Variomix (V)— the pigs were fed semi ad libitum liquid feed in a single feeder; the feeder is filled 5 to 10 times per day (frequency increasing during the trial), feeder is empty just before new refill; the feeder was 0.36 m wide and 0.36 m long, with the front side of the trough 0.15 m high (Verbakel BV, St.Oedenrode, Netherlands). In addition to the water available as described above (including the standard nipple drinker for the Dry feed treatment), the pigs could drink water from a separate drinking bowl. The flow rate of the nipple in this additional drinker could be adjusted to four different levels. Each week the flow rate was changed according to a randomised scheme. A batch of pigs was monitored for 12 weeks and every flow rate was used during one week per block of 4 weeks. The average flow rates were 134, 356, 733 and 1041 ml/min. The flow rates were randomly sampled by collecting water during 1 min with one sample per flow rate per pen per batch.

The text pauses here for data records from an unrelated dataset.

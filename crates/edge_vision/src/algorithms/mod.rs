pub mod kernel;
pub mod canny;
pub mod sobel;
pub mod laplacian;

pub use canny::*;
pub use sobel::*;
pub use laplacian::*;

use crate::error::{EdgeError, Result};
use kernel::MAX_KERNEL_SIZE;

/// Apertures must be odd and within `1..=MAX_KERNEL_SIZE`
pub(crate) fn validate_kernel_size(detector: &'static str, kernel_size: u32) -> Result<()> {
    if kernel_size == 0 || kernel_size % 2 == 0 {
        return Err(EdgeError::invalid(
            detector,
            format!("kernel size must be a positive odd integer, got {kernel_size}"),
        ));
    }
    if kernel_size > MAX_KERNEL_SIZE {
        return Err(EdgeError::invalid(
            detector,
            format!("kernel size {kernel_size} exceeds the maximum of {MAX_KERNEL_SIZE}"),
        ));
    }
    Ok(())
}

2.5. Water measuring system The water disappearance was measured at each of the 30 drinking points: 24 additional drinking bowls and 6 standard nipple drinkers in the feeders of the dry feed treatments. Each drinking point had a little 3 l container suspended on the wall 2 m above the slatted floor. This container had an own valve, which was controlled by a process computer (Fancom F92, Fancom BV, Panningen, Netherlands). Two sensors in the container measured the minimal and the maximal water level, switching the valve on and off. Only one of the 30 valves could be open at a time. Every filling pulse was registered by the central process computer and accounted for 3.0 l. The number of litre per hour per valve was recorded and transferred to a PC. The hourly figures were used to describe 24 h disappearance patterns. Per day the total water disappearance of a pen was calculated. The day of the change of flow rate and the day after (adaptation) were excluded, so five days per week

Fig. 4. Water disappearance pattern over 24 h per batch and per treatment (error bars = SEM).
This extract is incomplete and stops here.